Hyundai
Hyundai offers long warranties and standout EVs. Browse our reviewed Hyundai models.

Hyundai Elantra
Elantra · $22,625 - $35,100The Hyundai Elantra is the compact sedan for shoppers who want a low payment, a long warranty, sharp styling…

Hyundai Ioniq 5
Ioniq 5 · $43,000 - $56,000The Hyundai Ioniq 5 is the most livable electric SUV in its class: a roomy, comfortable cabin and ultra-fast…

Hyundai Sonata
Sonata · $27,450 - $38,250The Hyundai Sonata is the midsize sedan for buyers who want space, warranty value, and standout styling…
Hyundai spent the last decade turning a budget badge into a real cross-shop for Toyota and Honda money.
It backs every car with the longest mainstream warranty in America, prices most models under the rivals they target, and builds one of the sharpest electric cars on sale.
The catch is that resale still trails the Japanese leaders, so the value lands while you own the car rather than at trade-in.
This is what a Hyundai buys you across the lineup, and when a rival earns a closer look.
The warranty does a lot of the selling
Hyundai's headline number is its warranty.
Every new Hyundai carries a 5-year, 60,000-mile bumper-to-bumper warranty and a 10-year, 100,000-mile powertrain warranty, roughly double what Toyota or Honda cover on the powertrain.
That matters because the expensive faults tend to arrive after the first five years, exactly when most rivals stop paying.
A 10-year powertrain warranty is worth real money if you keep a car past the loan, since it covers the years when big repairs actually happen.
On the Ioniq 5 the same 10-year, 100,000-mile term covers the drive battery, which takes the biggest what-if out of buying electric.
One caveat: the full 10-year powertrain term applies to the original owner.
Coverage still transfers to a second buyer, but on a shorter 5-year, 60,000-mile basis, so confirm the remaining term before you buy a used one.
The Ioniq 5 is the reason to walk in
The Hyundai Ioniq 5 is the model that changed how buyers see the brand.
It is an electric SUV that starts around $43,000 and tops out near $56,000, rides on rear-wheel drive in its base form, and returns an EPA rating of 114 MPGe with up to 318 miles of range.
The real edge is the 800-volt electrical system. Most electric cars run at 400 volts, so they charge slower on a strong DC fast charger.

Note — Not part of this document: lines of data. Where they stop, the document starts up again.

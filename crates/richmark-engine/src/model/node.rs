use std::fmt;

use serde::{Deserialize, Serialize};
use uuid::Uuid;

/// Stable identifier assigned to a node when it is created.
///
/// Identity survives relocation inside the tree; a node that is rebuilt
/// (for example a stray text run copied into a new paragraph) gets a new id.
#[derive(Copy, Clone, Eq, PartialEq, Hash, Debug, Serialize, Deserialize)]
pub struct NodeId(pub Uuid);

impl NodeId {
    pub fn new() -> Self {
        Self(Uuid::new_v4())
    }
}

impl Default for NodeId {
    fn default() -> Self {
        Self::new()
    }
}

impl fmt::Display for NodeId {
    fn fmt(&self, f: &mut fmt::Formatter<'_>) -> fmt::Result {
        write!(f, "{}", self.0)
    }
}

/// Inline marks that can be toggled on a selection
#[derive(Debug, Clone, Copy, PartialEq, Eq, Hash, Serialize, Deserialize)]
pub enum InlineMark {
    Bold,
    Italic,
    Strikethrough,
    Code,
}

impl InlineMark {
    pub fn kind(self) -> NodeKind {
        match self {
            InlineMark::Bold => NodeKind::Bold,
            InlineMark::Italic => NodeKind::Italic,
            InlineMark::Strikethrough => NodeKind::Strikethrough,
            InlineMark::Code => NodeKind::InlineCode,
        }
    }
}

/// Every kind of node the editing surface can hold.
///
/// Block kinds run from `Paragraph` to `HorizontalRule`, inline kinds from
/// `Text` to `Checkbox`. `Root` is the editing surface itself, `DragHandle`
/// is a decorative marker owned by the UI layer and `Element` stands in for
/// any host element the model has no meaning for (a pasted `div` or `span`).
#[derive(Debug, Clone, PartialEq, Eq, Serialize, Deserialize)]
pub enum NodeKind {
    Root,

    Paragraph,
    /// Heading level, 1 to 6
    Heading(u8),
    BulletList,
    OrderedList,
    ListItem,
    BlockQuote,
    CodeBlock,
    Table,
    TableRow,
    TableCell,
    HorizontalRule,

    Text(String),
    Bold,
    Italic,
    Strikethrough,
    InlineCode,
    Link { target: String },
    Image { target: String, alt: String },
    LineBreak,
    Checkbox { checked: bool },

    DragHandle,
    Element { tag: String },
}

impl NodeKind {
    pub fn mark(&self) -> Option<InlineMark> {
        match self {
            NodeKind::Bold => Some(InlineMark::Bold),
            NodeKind::Italic => Some(InlineMark::Italic),
            NodeKind::Strikethrough => Some(InlineMark::Strikethrough),
            NodeKind::InlineCode => Some(InlineMark::Code),
            _ => None,
        }
    }

    pub fn is_list(&self) -> bool {
        matches!(self, NodeKind::BulletList | NodeKind::OrderedList)
    }
}

/// A node of the document tree. The parent exclusively owns its children.
#[derive(Debug, Clone, PartialEq, Serialize, Deserialize)]
pub struct Node {
    pub id: NodeId,
    pub kind: NodeKind,
    pub children: Vec<Node>,
}

impl Node {
    pub fn new(kind: NodeKind) -> Self {
        Self::with_children(kind, Vec::new())
    }

    pub fn with_children(kind: NodeKind, children: Vec<Node>) -> Self {
        Self {
            id: NodeId::new(),
            kind,
            children,
        }
    }

    pub fn root(children: Vec<Node>) -> Self {
        Self::with_children(NodeKind::Root, children)
    }

    pub fn paragraph(children: Vec<Node>) -> Self {
        Self::with_children(NodeKind::Paragraph, children)
    }

    /// The canonical empty block: a paragraph holding a single line break.
    pub fn empty_paragraph() -> Self {
        Self::paragraph(vec![Self::line_break()])
    }

    pub fn heading(level: u8, children: Vec<Node>) -> Self {
        Self::with_children(NodeKind::Heading(level.clamp(1, 6)), children)
    }

    pub fn list(ordered: bool, items: Vec<Node>) -> Self {
        let kind = if ordered {
            NodeKind::OrderedList
        } else {
            NodeKind::BulletList
        };
        Self::with_children(kind, items)
    }

    pub fn list_item(children: Vec<Node>) -> Self {
        Self::with_children(NodeKind::ListItem, children)
    }

    pub fn blockquote(children: Vec<Node>) -> Self {
        Self::with_children(NodeKind::BlockQuote, children)
    }

    pub fn code_block(code: impl Into<String>) -> Self {
        Self::with_children(NodeKind::CodeBlock, vec![Self::text(code)])
    }

    pub fn table(rows: Vec<Node>) -> Self {
        Self::with_children(NodeKind::Table, rows)
    }

    pub fn table_row(cells: Vec<Node>) -> Self {
        Self::with_children(NodeKind::TableRow, cells)
    }

    pub fn table_cell(children: Vec<Node>) -> Self {
        Self::with_children(NodeKind::TableCell, children)
    }

    pub fn horizontal_rule() -> Self {
        Self::new(NodeKind::HorizontalRule)
    }

    pub fn text(text: impl Into<String>) -> Self {
        Self::new(NodeKind::Text(text.into()))
    }

    pub fn mark(mark: InlineMark, children: Vec<Node>) -> Self {
        Self::with_children(mark.kind(), children)
    }

    pub fn bold(children: Vec<Node>) -> Self {
        Self::mark(InlineMark::Bold, children)
    }

    pub fn italic(children: Vec<Node>) -> Self {
        Self::mark(InlineMark::Italic, children)
    }

    pub fn strikethrough(children: Vec<Node>) -> Self {
        Self::mark(InlineMark::Strikethrough, children)
    }

    pub fn inline_code(code: impl Into<String>) -> Self {
        Self::mark(InlineMark::Code, vec![Self::text(code)])
    }

    pub fn link(target: impl Into<String>, children: Vec<Node>) -> Self {
        Self::with_children(
            NodeKind::Link {
                target: target.into(),
            },
            children,
        )
    }

    pub fn image(target: impl Into<String>, alt: impl Into<String>) -> Self {
        Self::new(NodeKind::Image {
            target: target.into(),
            alt: alt.into(),
        })
    }

    pub fn line_break() -> Self {
        Self::new(NodeKind::LineBreak)
    }

    pub fn checkbox(checked: bool) -> Self {
        Self::new(NodeKind::Checkbox { checked })
    }

    pub fn drag_handle() -> Self {
        Self::new(NodeKind::DragHandle)
    }

    pub fn element(tag: impl Into<String>, children: Vec<Node>) -> Self {
        Self::with_children(NodeKind::Element { tag: tag.into() }, children)
    }

    pub fn as_text(&self) -> Option<&str> {
        match &self.kind {
            NodeKind::Text(text) => Some(text),
            _ => None,
        }
    }

    /// True for `Paragraph[LineBreak]` and for a paragraph with no children.
    pub fn is_empty_paragraph(&self) -> bool {
        self.kind == NodeKind::Paragraph
            && match self.children.as_slice() {
                [] => true,
                [only] => only.kind == NodeKind::LineBreak,
                _ => false,
            }
    }

    /// Concatenated text of this subtree, the way a DOM `textContent` reads.
    /// Drag handles contribute nothing.
    pub fn text_content(&self) -> String {
        let mut out = String::new();
        self.collect_text(&mut out);
        out
    }

    fn collect_text(&self, out: &mut String) {
        match &self.kind {
            NodeKind::Text(text) => out.push_str(text),
            NodeKind::DragHandle => {}
            _ => {
                for child in &self.children {
                    child.collect_text(out);
                }
            }
        }
    }

    /// Number of caret positions inside the node: characters for text,
    /// child slots for everything else.
    pub fn extent(&self) -> usize {
        match &self.kind {
            NodeKind::Text(text) => text.chars().count(),
            _ => self.children.len(),
        }
    }

    pub fn find(&self, id: NodeId) -> Option<&Node> {
        if self.id == id {
            return Some(self);
        }
        self.children.iter().find_map(|child| child.find(id))
    }

    pub fn find_mut(&mut self, id: NodeId) -> Option<&mut Node> {
        if self.id == id {
            return Some(self);
        }
        self.children.iter_mut().find_map(|child| child.find_mut(id))
    }

    pub fn contains(&self, id: NodeId) -> bool {
        self.find(id).is_some()
    }

    /// Child indices leading from `self` to the node with `id`.
    pub fn path_to(&self, id: NodeId) -> Option<Vec<usize>> {
        if self.id == id {
            return Some(Vec::new());
        }
        for (index, child) in self.children.iter().enumerate() {
            if let Some(mut rest) = child.path_to(id) {
                rest.insert(0, index);
                return Some(rest);
            }
        }
        None
    }

    pub fn node_at_path(&self, path: &[usize]) -> Option<&Node> {
        path.iter()
            .try_fold(self, |node, &index| node.children.get(index))
    }

    pub fn node_at_path_mut(&mut self, path: &[usize]) -> Option<&mut Node> {
        path.iter()
            .try_fold(self, |node, &index| node.children.get_mut(index))
    }

    /// The last text node of the subtree, if any.
    pub fn last_text(&self) -> Option<&Node> {
        if self.as_text().is_some() {
            return Some(self);
        }
        self.children.iter().rev().find_map(Node::last_text)
    }

    /// Structural equality that ignores node identifiers.
    pub fn same_shape(&self, other: &Node) -> bool {
        self.kind == other.kind
            && self.children.len() == other.children.len()
            && self
                .children
                .iter()
                .zip(&other.children)
                .all(|(a, b)| a.same_shape(b))
    }
}

/// Byte index of the `char_offset`-th character, clamped to the end.
pub(crate) fn byte_index(text: &str, char_offset: usize) -> usize {
    text.char_indices()
        .nth(char_offset)
        .map(|(index, _)| index)
        .unwrap_or(text.len())
}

On a capable fast charger the Ioniq 5 can go from 10 to 80 percent in about 18 minutes, which turns a road-trip coffee stop into a full charge instead of a long wait.

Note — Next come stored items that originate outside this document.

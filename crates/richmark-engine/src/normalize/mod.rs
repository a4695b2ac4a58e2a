//! # Normalizer
//!
//! Restores the block-structure invariants after an arbitrary mutation of
//! the live tree:
//!
//! - every direct child of the root is a block (stray text is copied into a
//!   new paragraph, any other stray node is relocated into one);
//! - the root always holds at least one block, the canonical empty
//!   paragraph (`Paragraph[LineBreak]`) standing in for an empty document;
//! - lists hold only list items, tables only rows, rows only cells.
//!
//! Drag handles are decorative and never repaired. The pass runs in place,
//! is idempotent and carries the caret through the surgery: a cursor on a
//! copied text run follows the copy, a cursor on a relocated node moves to
//! its start, and a cursor whose node disappeared is dropped.


use crate::model::{Cursor, Node, NodeId, NodeKind, can_contain, is_block_kind, repair_wrapper};

/// One structural repair performed by [`normalize`].
#[derive(Debug, Clone, PartialEq)]
pub enum Repair {
    /// A stray text run was copied into a new wrapper.
    CopiedText {
        original: NodeId,
        copy: NodeId,
        wrapper: NodeId,
    },
    /// A stray node was moved, unchanged, inside a new wrapper.
    Relocated { node: NodeId, wrapper: NodeId },
    /// A whitespace-only stray text run was removed.
    DroppedWhitespace { node: NodeId },
    /// The root held no block and was reset to the empty paragraph.
    ResetRoot { placeholder: NodeId },
}

/// Result of a normalize pass.
#[derive(Debug, Clone, PartialEq, Default)]
pub struct Normalized {
    pub repairs: Vec<Repair>,
    /// The caret re-resolved against the repaired tree; `None` when it could
    /// not be placed and the host has to choose a fallback position.
    pub cursor: Option<Cursor>,
}

impl Normalized {
    pub fn changed(&self) -> bool {
        !self.repairs.is_empty()
    }
}

/// Repairs `root` in place and re-resolves `cursor` against the result.
pub fn normalize(root: &mut Node, cursor: Option<Cursor>) -> Normalized {
    let mut pass = Pass {
        repairs: Vec::new(),
        cursor,
    };

    pass.collapse_lone_break(root);
    pass.repair(root);
    pass.ensure_block(root);

    let cursor = pass.resolve_cursor(root);
    if !pass.repairs.is_empty() {
        log::debug!("normalize: {} repair(s)", pass.repairs.len());
    }
    Normalized {
        repairs: pass.repairs,
        cursor,
    }
}

struct Pass {
    repairs: Vec<Repair>,
    cursor: Option<Cursor>,
}

impl Pass {
    /// A root whose only content is a bare line break is the browser's idea
    /// of an empty document.
    fn collapse_lone_break(&mut self, root: &mut Node) {
        if let [only] = root.children.as_slice()
            && only.kind == NodeKind::LineBreak
        {
            self.reset(root);
        }
    }

    fn ensure_block(&mut self, root: &mut Node) {
        if !root.children.iter().any(|child| is_block_kind(&child.kind)) {
            self.reset(root);
        }
    }

    fn reset(&mut self, root: &mut Node) {
        let placeholder = Node::empty_paragraph();
        log::debug!("normalize: root has no block, inserting empty paragraph");
        self.cursor = Some(Cursor::new(placeholder.id, 0));
        self.repairs.push(Repair::ResetRoot {
            placeholder: placeholder.id,
        });
        root.children.retain(|child| child.kind == NodeKind::DragHandle);
        root.children.push(placeholder);
    }

    fn repair(&mut self, node: &mut Node) {
        if let Some(wrap) = repair_wrapper(&node.kind) {
            let children = std::mem::take(&mut node.children);
            let mut repaired = Vec::with_capacity(children.len());

            for child in children {
                if child.kind == NodeKind::DragHandle || can_contain(&node.kind, &child.kind) {
                    repaired.push(child);
                    continue;
                }

                match child.as_text().map(str::to_owned) {
                    Some(text) if text.trim().is_empty() => {
                        log::debug!("normalize: dropping whitespace text {}", child.id);
                        self.repairs
                            .push(Repair::DroppedWhitespace { node: child.id });
                    }
                    Some(text) => {
                        let copy = Node::text(text);
                        if let Some(cursor) = self.cursor.as_mut()
                            && cursor.node == child.id
                        {
                            cursor.node = copy.id;
                        }
                        let copy_id = copy.id;
                        let wrapper = wrap(vec![copy]);
                        self.repairs.push(Repair::CopiedText {
                            original: child.id,
                            copy: copy_id,
                            wrapper: wrapper.id,
                        });
                        repaired.push(wrapper);
                    }
                    None => {
                        if let Some(cursor) = self.cursor.as_mut()
                            && cursor.node == child.id
                        {
                            cursor.offset = 0;
                        }
                        let node_id = child.id;
                        let wrapper = wrap(vec![child]);
                        log::debug!("normalize: relocating {node_id} into {}", wrapper.id);
                        self.repairs.push(Repair::Relocated {
                            node: node_id,
                            wrapper: wrapper.id,
                        });
                        repaired.push(wrapper);
                    }
                }
            }

            node.children = repaired;
        }

        for child in &mut node.children {
            self.repair(child);
        }
    }

    fn resolve_cursor(&self, root: &Node) -> Option<Cursor> {
        let cursor = self.cursor?;
        match root.find(cursor.node) {
            Some(node) => Some(Cursor::new(cursor.node, cursor.offset.min(node.extent()))),
            None => {
                log::debug!("normalize: cursor node {} is gone", cursor.node);
                None
            }
        }
    }
}
use anyhow::{Context, Result, bail};
use clap::{Parser, Subcommand};
use relative_path::RelativePathBuf;
use richmark_config::Config;
use richmark_engine::model::outline;
use richmark_engine::{Cmd, Document, io};
use std::io::Write;
use std::path::{Path, PathBuf};
use std::process;

#[derive(Parser, Debug)]
#[command(name = "richmark", version, about = "Normalize, inspect and create Markdown documents")]
struct Cli {
    #[command(subcommand)]
    command: Command,
}

#[derive(Subcommand, Debug, PartialEq)]
enum Command {
    /// Normalize a document and print (or rewrite) its Markdown
    Fmt {
        file: PathBuf,
        /// Rewrite the file in place instead of printing
        #[arg(short, long)]
        write: bool,
    },
    /// Print the document tree
    Tree { file: PathBuf },
    /// Print word and character counts
    Stats { file: PathBuf },
    /// Append a table of the configured size
    Table { file: PathBuf },
    /// Create an empty document in the documents folder
    New { name: Option<String> },
    /// List Markdown files in the documents folder
    Ls,
    /// Write a config file pointing at a documents folder
    Init { documents_path: PathBuf },
}

/// Splits a file argument into the folder it lives in and its name, the
/// shape the engine's I/O functions take.
fn split_path(file: &Path) -> Result<(PathBuf, RelativePathBuf)> {
    let name = file
        .file_name()
        .with_context(|| format!("not a file path: {}", file.display()))?;
    let root = match file.parent() {
        Some(parent) if !parent.as_os_str().is_empty() => parent.to_path_buf(),
        _ => PathBuf::from("."),
    };
    Ok((root, RelativePathBuf::from_path(Path::new(name))?))
}

fn open(file: &Path) -> Result<Document> {
    if !io::is_markdown_file(file) {
        bail!("{} is not a Markdown file (.md or .markdown)", file.display());
    }
    let (root, relative) = split_path(file)?;
    Ok(io::load_document(&relative, &root)?)
}

fn save(document: &Document, file: &Path) -> Result<()> {
    let (root, relative) = split_path(file)?;
    io::save_document(document, &relative, &root)?;
    Ok(())
}

fn run(command: Command, config: &Config, out: &mut impl Write) -> Result<()> {
    match command {
        Command::Fmt { file, write } => {
            let document = open(&file)?;
            if write {
                save(&document, &file)?;
            } else {
                writeln!(out, "{}", document.to_markdown())?;
            }
        }
        Command::Tree { file } => {
            let document = open(&file)?;
            write!(out, "{}", outline(document.root()))?;
        }
        Command::Stats { file } => {
            let stats = open(&file)?.stats();
            writeln!(out, "Words: {} | Characters: {}", stats.words, stats.chars)?;
        }
        Command::Table { file } => {
            let mut document = open(&file)?;
            document.place_caret_at_end();
            document.apply(Cmd::InsertTable {
                rows: config.table.rows,
                cols: config.table.cols,
            });
            save(&document, &file)?;
        }
        Command::New { name } => {
            io::validate_documents_dir(&config.documents_path)?;
            let mut name = name.unwrap_or_else(|| config.default_file_name.clone());
            if !io::is_markdown_file(Path::new(&name)) {
                name.push_str(".md");
            }
            let path = config.documents_path.join(&name);
            if path.exists() {
                bail!("{} already exists", path.display());
            }
            save(&Document::new(), &path)?;
            writeln!(out, "{}", path.display())?;
        }
        Command::Ls => {
            io::validate_documents_dir(&config.documents_path)?;
            for file in io::scan_markdown_files(&config.documents_path)? {
                let shown = file.strip_prefix(&config.documents_path).unwrap_or(&file);
                writeln!(out, "{}", shown.display())?;
            }
        }
        Command::Init { documents_path } => {
            io::validate_documents_dir(&documents_path)?;
            let config_path = Config::config_path();
            if config_path.exists() {
                bail!("{} already exists", config_path.display());
            }
            let documents_path = documents_path.canonicalize()?;
            Config {
                documents_path,
                ..config.clone()
            }
            .save()?;
            log::info!("Config saved to {}", config_path.display());
            writeln!(out, "{}", config_path.display())?;
        }
    }
    Ok(())
}

fn main() -> Result<()> {
    env_logger::Builder::from_default_env()
        .filter_level(log::LevelFilter::Info)
        .init();

    let cli = Cli::parse();

    let config = match Config::load() {
        Ok(Some(config)) => config,
        Ok(None) => {
            log::debug!("No config at {}, using defaults", Config::config_path().display());
            Config::default()
        }
        Err(e) => {
            eprintln!("Error: Failed to load config file: {e}");
            process::exit(1);
        }
    };

    run(cli.command, &config, &mut std::io::stdout().lock())
}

That makes it one of the few EVs that road-trips almost as easily as a gas car, and it earns the Ioniq 5 a spot among the electric cars we recommend most.

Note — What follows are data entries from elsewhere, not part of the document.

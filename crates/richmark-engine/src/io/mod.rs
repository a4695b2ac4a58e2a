use crate::editing::Document;
use relative_path::RelativePath;
use std::fs;
use std::path::{Path, PathBuf};

/// File extensions recognised as Markdown documents
pub const MARKDOWN_EXTENSIONS: [&str; 2] = ["md", "markdown"];

#[derive(Debug, thiserror::Error)]
pub enum IoError {
    #[error("File not found: {0}")]
    NotFound(PathBuf),
    #[error("IO error: {0}")]
    Io(#[from] std::io::Error),
    #[error("Invalid documents directory: {0}")]
    InvalidDocumentsDir(String),
}

/// Read a markdown file and return its content
pub fn read_file(relative_path: &RelativePath, documents_root: &Path) -> Result<String, IoError> {
    let absolute_path = relative_path.to_path(documents_root);
    if !absolute_path.exists() {
        return Err(IoError::NotFound(absolute_path));
    }
    fs::read_to_string(&absolute_path).map_err(IoError::Io)
}

/// Write content to a markdown file
pub fn write_file(
    relative_path: &RelativePath,
    documents_root: &Path,
    content: &str,
) -> Result<(), IoError> {
    let absolute_path = relative_path.to_path(documents_root);

    // Create parent directories if they don't exist
    if let Some(parent) = absolute_path.parent() {
        fs::create_dir_all(parent).map_err(IoError::Io)?;
    }

    fs::write(&absolute_path, content).map_err(IoError::Io)
}

/// Open a document: read the file and parse it into a normalized tree
pub fn load_document(relative_path: &RelativePath, documents_root: &Path) -> Result<Document, IoError> {
    let content = read_file(relative_path, documents_root)?;
    log::info!("Loaded {relative_path} ({} bytes)", content.len());
    Ok(Document::from_markdown(&content))
}

/// Save a document as Markdown
pub fn save_document(
    document: &Document,
    relative_path: &RelativePath,
    documents_root: &Path,
) -> Result<(), IoError> {
    let markdown = document.to_markdown();
    write_file(relative_path, documents_root, &markdown)?;
    log::info!("Saved {relative_path} ({} bytes)", markdown.len());
    Ok(())
}

pub fn is_markdown_file(path: &Path) -> bool {
    path.extension()
        .and_then(|ext| ext.to_str())
        .is_some_and(|ext| {
            MARKDOWN_EXTENSIONS
                .iter()
                .any(|known| ext.eq_ignore_ascii_case(known))
        })
}

/// Scan for markdown files in the documents directory
pub fn scan_markdown_files(documents_root: &Path) -> Result<Vec<PathBuf>, IoError> {
    if !documents_root.exists() {
        return Err(IoError::InvalidDocumentsDir(
            "documents directory not found".to_string(),
        ));
    }

    let mut files = Vec::new();
    scan_directory_recursive(documents_root, &mut files)?;
    files.sort();
    Ok(files)
}

fn scan_directory_recursive(dir: &Path, files: &mut Vec<PathBuf>) -> Result<(), IoError> {
    let entries = fs::read_dir(dir).map_err(IoError::Io)?;

    for entry in entries {
        let entry = entry.map_err(IoError::Io)?;
        let path = entry.path();

        if path.is_dir() {
            scan_directory_recursive(&path, files)?;
        } else if is_markdown_file(&path) {
            files.push(path);
        }
    }

    Ok(())
}

pub fn validate_documents_dir(path: &Path) -> Result<(), IoError> {
    if !path.exists() || !path.is_dir() {
        return Err(IoError::InvalidDocumentsDir(
            "Directory does not exist".to_string(),
        ));
    }

    Ok(())
}
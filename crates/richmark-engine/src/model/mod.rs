//! # Document Model
//!
//! The node kinds the editing surface can hold, their stable identifiers and
//! the allowed-child table (`schema`). The model carries no behaviour of its
//! own beyond tree navigation; the normalizer enforces its invariants and the
//! serializer reads it.

pub mod cursor;
pub mod node;
pub mod outline;
pub mod schema;

pub use cursor::Cursor;
pub use node::{InlineMark, Node, NodeId, NodeKind};
pub(crate) use node::byte_index;
pub use outline::outline;
pub use schema::{can_contain, is_block_kind, is_inline_kind, is_root_block, repair_wrapper};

Cross-shopping the obvious rival is worth the time.
Read the Ioniq 5 against the Tesla Model 3 to weigh Hyundai's faster charging and SUV shape against Tesla's charging network, or scan the full electric lineup to see how its range stacks up.
The sedans undercut the field on price
While the Ioniq 5 draws the crowd, the sedans do the volume, and they win on sticker price.
The Hyundai Elantra is a compact sedan that starts at $22,625, one of the lowest entry prices for a well-equipped new car.
The Hyundai Sonata steps up to the midsize class from $27,450 with more rear-seat and trunk room.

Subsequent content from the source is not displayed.